Records supplied:
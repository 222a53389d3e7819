//! Core service façade and bootstrap helpers.
//!
//! This crate wires the host-provided session bridge into the shared core:
//! it owns the event bus and the current catalog, and hands out one
//! [`PlaybackCoordinator`] per UI surface. Desktop apps and tests typically
//! enable the `desktop-shims` feature (which depends on `bridge-desktop`) and
//! start from [`bootstrap_desktop`]; Android hosts build a [`CoreConfig`]
//! around their `MediaController` bridge.

pub mod error;

pub use error::{CoreError, Result};

use std::fmt;
use std::sync::atomic::{AtomicU64, Ordering};
use std::sync::Arc;

use core_library::{Catalog, Track};
use core_playback::{CoordinatorConfig, PlaybackCoordinator};
use core_runtime::events::{CoreEvent, EventBus, LibraryEvent};
use core_runtime::logging::{init_logging, LoggingConfig};
use core_runtime::CoreConfig;
use parking_lot::RwLock;
use serde::{Deserialize, Serialize};
use tracing::{debug, info};

#[cfg(feature = "desktop-shims")]
pub use bridge_desktop::EngineHost;

/// Kind of UI surface a coordinator drives.
#[derive(Debug, Clone, Copy, PartialEq, Eq, Hash, Serialize, Deserialize)]
#[serde(rename_all = "snake_case")]
pub enum SurfaceKind {
    /// Collapsed player docked under the track list.
    MiniPlayer,
    FullPlayer,
}

impl SurfaceKind {
    pub fn as_str(&self) -> &'static str {
        match self {
            SurfaceKind::MiniPlayer => "mini_player",
            SurfaceKind::FullPlayer => "full_player",
        }
    }
}

impl fmt::Display for SurfaceKind {
    fn fmt(&self, f: &mut fmt::Formatter<'_>) -> fmt::Result {
        f.write_str(self.as_str())
    }
}

struct ServiceInner {
    config: CoreConfig,
    coordinator_config: CoordinatorConfig,
    events: EventBus,
    catalog: RwLock<Arc<Catalog>>,
    next_surface: AtomicU64,
}

/// Primary façade exposed to host applications.
#[derive(Clone)]
pub struct CoreService {
    inner: Arc<ServiceInner>,
}

impl CoreService {
    /// Validates both configurations and creates the event bus.
    pub fn new(config: CoreConfig, coordinator_config: CoordinatorConfig) -> Result<Self> {
        config.validate()?;
        coordinator_config
            .validate()
            .map_err(CoreError::Config)?;

        info!(
            locator = %config.engine_locator,
            poll_ms = coordinator_config.poll_interval.as_millis() as u64,
            "core service ready"
        );

        Ok(Self {
            inner: Arc::new(ServiceInner {
                events: EventBus::new(config.event_buffer_size),
                config,
                coordinator_config,
                catalog: RwLock::new(Arc::new(Catalog::empty())),
                next_surface: AtomicU64::new(1),
            }),
        })
    }

    /// Installs the global tracing subscriber, mirroring logs into the
    /// configured [`LoggerSink`](bridge_traits::LoggerSink) unless `logging`
    /// already names one. Fails if a subscriber is already installed.
    pub fn init_logging(&self, logging: LoggingConfig) -> Result<()> {
        let logging = match (&logging.logger_sink, &self.inner.config.logger_sink) {
            (None, Some(sink)) => logging.with_logger_sink(Arc::clone(sink)),
            _ => logging,
        };
        init_logging(logging)?;
        Ok(())
    }

    pub fn config(&self) -> &CoreConfig {
        &self.inner.config
    }

    pub fn event_bus(&self) -> &EventBus {
        &self.inner.events
    }

    /// Starts a coordinator for a new surface, connected to the configured
    /// engine. Must be called from within an async runtime.
    pub fn attach_surface(&self, kind: SurfaceKind) -> Result<PlaybackCoordinator> {
        let number = self.inner.next_surface.fetch_add(1, Ordering::SeqCst);
        let surface_id = format!("{kind}-{number}");
        debug!(surface = %surface_id, "attaching surface");

        let coordinator = PlaybackCoordinator::builder(Arc::clone(&self.inner.config.session_bridge))
            .locator(self.inner.config.engine_locator.clone())
            .config(self.inner.coordinator_config.clone())
            .event_bus(self.inner.events.clone())
            .surface_id(surface_id)
            .spawn()?;
        Ok(coordinator)
    }

    /// Replaces the catalog with `tracks`. Returns the number of tracks
    /// loaded; the previous catalog stays in place on error.
    pub fn load_catalog(&self, tracks: Vec<Track>) -> Result<usize> {
        let catalog = Catalog::new(tracks)?;
        let track_count = catalog.len();
        *self.inner.catalog.write() = Arc::new(catalog);

        info!(track_count, "catalog loaded");
        let _ = self
            .inner
            .events
            .emit(CoreEvent::Library(LibraryEvent::CatalogLoaded { track_count }));
        Ok(track_count)
    }

    pub fn catalog(&self) -> Arc<Catalog> {
        Arc::clone(&self.inner.catalog.read())
    }

    /// Catalog tracks matching `query`; see [`Catalog::search`].
    pub fn search(&self, query: &str) -> Vec<Track> {
        let matches = self.catalog().search(query);
        let _ = self
            .inner
            .events
            .emit(CoreEvent::Library(LibraryEvent::Searched {
                query: query.to_string(),
                matches: matches.len(),
            }));
        matches
    }
}

impl fmt::Debug for CoreService {
    fn fmt(&self, f: &mut fmt::Formatter<'_>) -> fmt::Result {
        f.debug_struct("CoreService")
            .field("config", &self.inner.config)
            .field("tracks", &self.inner.catalog.read().len())
            .finish()
    }
}

/// Convenience bootstrapper for desktop hosts and tests.
///
/// Starts an in-process [`EngineHost`] and a service connected to it. The
/// host is returned so callers can register media durations and shut it
/// down.
///
/// ```
/// # #[cfg(feature = "desktop-shims")]
/// # fn example() -> core_service::Result<()> {
/// use core_service::bootstrap_desktop;
/// use core_playback::CoordinatorConfig;
///
/// let (core, host) = bootstrap_desktop(CoordinatorConfig::default())?;
/// assert!(host.is_running());
/// assert!(core.catalog().is_empty());
/// # Ok(())
/// # }
/// ```
#[cfg(feature = "desktop-shims")]
pub fn bootstrap_desktop(
    coordinator_config: CoordinatorConfig,
) -> Result<(CoreService, Arc<EngineHost>)> {
    let host = Arc::new(EngineHost::new());
    let config = CoreConfig::builder()
        .session_bridge(Arc::new(host.bridge()))
        .build()?;
    let service = CoreService::new(config, coordinator_config)?;
    Ok((service, host))
}

#[cfg(test)]
mod tests {
    use super::*;
    use bridge_desktop::EngineHost;
    use std::time::Duration;

    fn service() -> CoreService {
        let host = Arc::new(EngineHost::new());
        let config = CoreConfig::builder()
            .session_bridge(Arc::new(host.bridge()))
            .build()
            .unwrap();
        CoreService::new(config, CoordinatorConfig::default()).unwrap()
    }

    #[test]
    fn test_surface_kind_names() {
        assert_eq!(SurfaceKind::MiniPlayer.to_string(), "mini_player");
        assert_eq!(
            serde_json::to_string(&SurfaceKind::FullPlayer).unwrap(),
            r#""full_player""#
        );
    }

    #[test]
    fn test_invalid_coordinator_config_rejected() {
        let host = Arc::new(EngineHost::new());
        let config = CoreConfig::builder()
            .session_bridge(Arc::new(host.bridge()))
            .build()
            .unwrap();
        let err = CoreService::new(
            config,
            CoordinatorConfig::default().with_poll_interval(Duration::from_secs(5)),
        )
        .unwrap_err();
        assert!(matches!(err, CoreError::Config(_)));
    }

    #[test]
    fn test_runtime_errors_convert() {
        let err: CoreError = core_runtime::Error::CapabilityMissing {
            capability: "SessionBridge".to_string(),
            message: "missing".to_string(),
        }
        .into();
        assert!(matches!(err, CoreError::CapabilityMissing { .. }));
    }

    #[test]
    fn test_load_catalog_replaces_tracks() {
        let core = service();
        let mut events = core.event_bus().subscribe();

        let loaded = core
            .load_catalog(vec![
                Track::new(2, "Track 10", "Nova", 1_000, "content://media/2"),
                Track::new(1, "Track 2", "Nova", 1_000, "content://media/1"),
            ])
            .unwrap();
        assert_eq!(loaded, 2);
        assert_eq!(core.catalog().tracks()[0].title, "Track 2");

        assert_eq!(
            events.try_recv().unwrap(),
            CoreEvent::Library(LibraryEvent::CatalogLoaded { track_count: 2 })
        );
    }

    #[test]
    fn test_failed_load_keeps_previous_catalog() {
        let core = service();
        core.load_catalog(vec![Track::new(1, "Keep", "A", 1_000, "content://media/1")])
            .unwrap();

        let err = core
            .load_catalog(vec![
                Track::new(5, "a", "A", 1, "content://media/5"),
                Track::new(5, "b", "B", 1, "content://media/5"),
            ])
            .unwrap_err();
        assert!(matches!(err, CoreError::Library(_)));
        assert_eq!(core.catalog().tracks()[0].title, "Keep");
    }

    #[test]
    fn test_search_emits_event() {
        let core = service();
        core.load_catalog(vec![Track::new(1, "Aurora", "Nova", 1_000, "content://media/1")])
            .unwrap();
        let mut events = core.event_bus().subscribe();

        assert_eq!(core.search("nova").len(), 1);
        assert_eq!(
            events.try_recv().unwrap(),
            CoreEvent::Library(LibraryEvent::Searched {
                query: "nova".to_string(),
                matches: 1
            })
        );
    }

    #[test]
    fn test_attach_surface_outside_runtime_fails() {
        let err = service().attach_surface(SurfaceKind::MiniPlayer).unwrap_err();
        assert!(matches!(
            err,
            CoreError::Playback(core_playback::PlaybackError::NoRuntime(_))
        ));
    }
}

Task item: Of the lines above, copy each one that contains the word "shims".

Solution to this problem:
//! enable the `desktop-shims` feature (which depends on `bridge-desktop`) and
#[cfg(feature = "desktop-shims")]
/// # #[cfg(feature = "desktop-shims")]
#[cfg(feature = "desktop-shims")]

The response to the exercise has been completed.